Meteorological history
- Formed: 25 January 2013
- Dissipated: 3 February 2013

Intense tropical cyclone
- 10-minute sustained (MFR)
- Highest winds: 175 km/h (110 mph)
- Lowest pressure: 935 hPa (mbar); 27.61 inHg

Category 4-equivalent tropical cyclone
- 1-minute sustained (SSHWS/JTWC)
- Highest winds: 215 km/h (130 mph)
- Lowest pressure: 937 hPa (mbar); 27.67 inHg

Overall effects
- Fatalities: 18
- Damage: >$10 million (2013 USD)
- Areas affected: Seychelles, Madagascar, and Réunion
- Part of the 2012–13 South-West Indian Ocean cyclone season

= Cyclone Felleng =

South-West Indian tropical cyclone in 2013

Intense Tropical Cyclone Felleng was a powerful tropical cyclone that caused destruction across Seychelles, Madagascar, and Réunion. The seventh Tropical Disturbance, sixth named storm, and the third Intense Tropical Cyclone of the 2012–13 South-West Indian Ocean cyclone season, Felleng originated from an area of atmospheric convection embedded in the Intertropical Convergence Zone.

In total, Felleng caused 18 fatalities and above US$10 million in damages.

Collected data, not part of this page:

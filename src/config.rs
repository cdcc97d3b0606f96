//! Configuration file handling and option merging.
//!
//! The config file is a flat JSON document (`allowedApps`, `disallowedApps`,
//! `replaceDefaultAllowed`) living under the user's config directory. It is
//! read once at startup and written only by the explicit `add`/`remove`
//! commands, atomically and with owner-only permissions.

use anyhow::{Context, Result};
use log::debug;
use serde::{Deserialize, Serialize};
use std::fs;
use std::path::{Path, PathBuf};

use crate::allowlist::{merge_app_lists, remove_from_app_list, Options};
use crate::error::ZenError;

/// On-disk shape of the config file.
#[derive(Debug, Clone, Default, Serialize, Deserialize)]
#[serde(default, rename_all = "camelCase")]
struct ConfigFile {
    allowed_apps: Vec<String>,
    disallowed_apps: Vec<String>,
    replace_default_allowed: bool,
}

impl From<ConfigFile> for Options {
    fn from(cfg: ConfigFile) -> Self {
        Options {
            allowed_apps: cfg.allowed_apps,
            disallowed_apps: cfg.disallowed_apps,
            replace_default_allowed: cfg.replace_default_allowed,
        }
    }
}

impl From<&Options> for ConfigFile {
    fn from(opts: &Options) -> Self {
        ConfigFile {
            allowed_apps: opts.allowed_apps.clone(),
            disallowed_apps: opts.disallowed_apps.clone(),
            replace_default_allowed: opts.replace_default_allowed,
        }
    }
}

/// Resolve the default config file path.
///
/// `$XDG_CONFIG_HOME/zenswitch/config.json` when the variable is set,
/// otherwise `~/.config/zenswitch/config.json`.
pub fn default_config_path() -> Result<PathBuf> {
    if let Ok(xdg) = std::env::var("XDG_CONFIG_HOME") {
        let xdg = xdg.trim();
        if !xdg.is_empty() {
            return Ok(Path::new(xdg).join("zenswitch").join("config.json"));
        }
    }

    let home = dirs::home_dir().context("failed to resolve home directory")?;
    Ok(home.join(".config").join("zenswitch").join("config.json"))
}

/// Load options from the config file at `path`.
///
/// A missing file yields default options unless `required` is set (the user
/// pointed at the path explicitly). Parse failures are always errors.
pub fn load_options(path: &Path, required: bool) -> Result<Options> {
    let raw = match fs::read_to_string(path) {
        Ok(raw) => raw,
        Err(err) if err.kind() == std::io::ErrorKind::NotFound && !required => {
            debug!("no config file at {:?}, using defaults", path);
            return Ok(Options::default());
        }
        Err(err) => {
            return Err(err).with_context(|| format!("failed to read config file {:?}", path))
        }
    };

    let cfg: ConfigFile = serde_json::from_str(&raw)
        .with_context(|| format!("failed to parse config file {:?}", path))?;
    Ok(cfg.into())
}

/// Save `options` to the config file at `path`.
///
/// The parent directory is created if absent. The file is written to a
/// temporary sibling with owner-only permissions and renamed into place so a
/// crash mid-write never leaves a truncated config behind.
pub fn save_options(path: &Path, options: &Options) -> Result<()> {
    let cfg = ConfigFile::from(options);
    let mut body = serde_json::to_string_pretty(&cfg).context("failed to serialize config")?;
    body.push('\n');

    let dir = path
        .parent()
        .with_context(|| format!("config path {:?} has no parent directory", path))?;
    fs::create_dir_all(dir)
        .with_context(|| format!("failed to create config directory {:?}", dir))?;

    let tmp = dir.join(".config.json.tmp");
    write_restricted(&tmp, &body)
        .with_context(|| format!("failed to write config file {:?}", tmp))?;
    fs::rename(&tmp, path)
        .with_context(|| format!("failed to move config into place at {:?}", path))?;

    debug!("config saved to {:?}", path);
    Ok(())
}

#[cfg(unix)]
fn write_restricted(path: &Path, body: &str) -> std::io::Result<()> {
    use std::io::Write;
    use std::os::unix::fs::OpenOptionsExt;

    let mut file = fs::OpenOptions::new()
        .write(true)
        .create(true)
        .truncate(true)
        .mode(0o600)
        .open(path)?;
    file.write_all(body.as_bytes())
}

#[cfg(not(unix))]
fn write_restricted(path: &Path, body: &str) -> std::io::Result<()> {
    fs::write(path, body)
}

/// Merge config-file options with CLI overrides.
///
/// CLI allow/disallow entries append to the config's; `--allow-only` only
/// ever turns replacement on, so a config that replaces defaults stays that
/// way.
pub fn merge_options(base: Options, cli: &Options) -> Options {
    Options {
        allowed_apps: [base.allowed_apps, cli.allowed_apps.clone()].concat(),
        disallowed_apps: [base.disallowed_apps, cli.disallowed_apps.clone()].concat(),
        replace_default_allowed: base.replace_default_allowed || cli.replace_default_allowed,
    }
}

/// Reject option combinations that would close everything.
pub fn validate_options(options: &Options) -> std::result::Result<(), ZenError> {
    if options.replace_default_allowed && options.allowed_apps.is_empty() {
        return Err(ZenError::validation(
            "--allow-only requires allow apps in CLI or config",
        ));
    }
    Ok(())
}

/// `zen add`: protect `apps` from closure and forget any standing exclusion
/// for them.
pub fn add_allowed_apps(mut options: Options, apps: &[String]) -> Options {
    options.allowed_apps = merge_app_lists(&options.allowed_apps, apps);
    options.disallowed_apps = remove_from_app_list(&options.disallowed_apps, apps);
    options
}

/// `zen remove`: stop protecting `apps` and exclude them even if they come
/// back via defaults.
pub fn remove_allowed_apps(mut options: Options, apps: &[String]) -> Options {
    options.allowed_apps = remove_from_app_list(&options.allowed_apps, apps);
    options.disallowed_apps = merge_app_lists(&options.disallowed_apps, apps);
    options
}
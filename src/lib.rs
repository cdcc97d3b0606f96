//! ZenSwitch library
//!
//! Core functionality for the `zen` CLI: allow-list resolution, target
//! filtering, quit orchestration, and config file handling.

pub mod allowlist;
pub mod cli;
pub mod config;
pub mod error;
pub mod executor;
pub mod switcher;

// Re-export main types for convenience
pub use allowlist::{filter_targets, resolve, Options, DEFAULT_ALLOWED_APPS};
pub use cli::{Cli, Commands};
pub use error::{Result, ZenError};
pub use executor::{ExecOutput, Executor, OsExecutor};
pub use switcher::{
    effective_allowed_apps, execute_with_options, preview_with_options, running_app_names,
    self_app_names,
};
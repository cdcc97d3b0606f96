//! Error handling for ZenSwitch
//!
//! Provides centralized error handling with proper error types using thiserror.
//! All errors in the application should use these types for consistency.

use thiserror::Error;

/// Main error type for ZenSwitch
#[derive(Error, Debug)]
pub enum ZenError {
    /// Running on anything other than macOS
    #[error("ZenSwitch supports macOS only")]
    UnsupportedOs,

    /// Could not enumerate running applications
    #[error("failed to list running apps: {0}")]
    Listing(String),

    /// A target application could not be closed.
    ///
    /// `closed` holds the apps that were closed before the failure, so the
    /// caller can report partial progress.
    #[error("failed to close {app}: {reason}")]
    Quit {
        app: String,
        reason: String,
        closed: Vec<String>,
    },

    /// Configuration errors (loading, parsing, path resolution)
    #[error("Configuration error: {0}")]
    Config(String),

    /// Validation errors (rejected option combinations)
    #[error("Validation error: {0}")]
    Validation(String),

    /// IO errors (config file operations)
    #[error("IO error: {0}")]
    Io(#[from] std::io::Error),

    /// JSON serialization/deserialization errors
    #[error("JSON error: {0}")]
    Json(#[from] serde_json::Error),
}

/// Result type alias for ZenSwitch operations
pub type Result<T> = std::result::Result<T, ZenError>;

// Convenient error constructors
impl ZenError {
    /// Create a listing error
    pub fn listing(msg: impl Into<String>) -> Self {
        Self::Listing(msg.into())
    }

    /// Create a configuration error
    pub fn config(msg: impl Into<String>) -> Self {
        Self::Config(msg.into())
    }

    /// Create a validation error
    pub fn validation(msg: impl Into<String>) -> Self {
        Self::Validation(msg.into())
    }
}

== Meteorological history ==

After the Madden–Julian oscillation left its suppressive phase in the South-West Indian Ocean, a low-pressure area embedded in the Intertropical Convergence Zone was noted by Météo-France La Réunion (MFR) on 24 January. Convection was mainly active in the northeast portion of the system, with winds reaching 25 kn in some places. The system's low-level circulation was poorly defined by 25 January, with the system as a whole being negatively affected by wind shear. At 18:00 Coordinated Universal Time (UTC), MFR upgraded the system to Tropical Disturbance 7, with the Joint Typhoon Warning Center (JTWC) upgrading it to a tropical depression at the same time, assigning it the designation 13S. A small central dense overcast formed as gale-force winds appeared in system's western half, and on 26 January at 06:00 UTC, MFR upgraded Tropical Disturbance 7 to a tropical depression. Weakening wind shear allowed convection to further organize; however, it decayed later in the day, partially exposing the system's low-level circulation. By 12:00 UTC, the JTWC upgraded 7 to a tropical storm. The system's structure improved from its previous sheared pattern, and by 28 January, the MFR upgraded the system to a moderate tropical storm, assigning it the name Felleng.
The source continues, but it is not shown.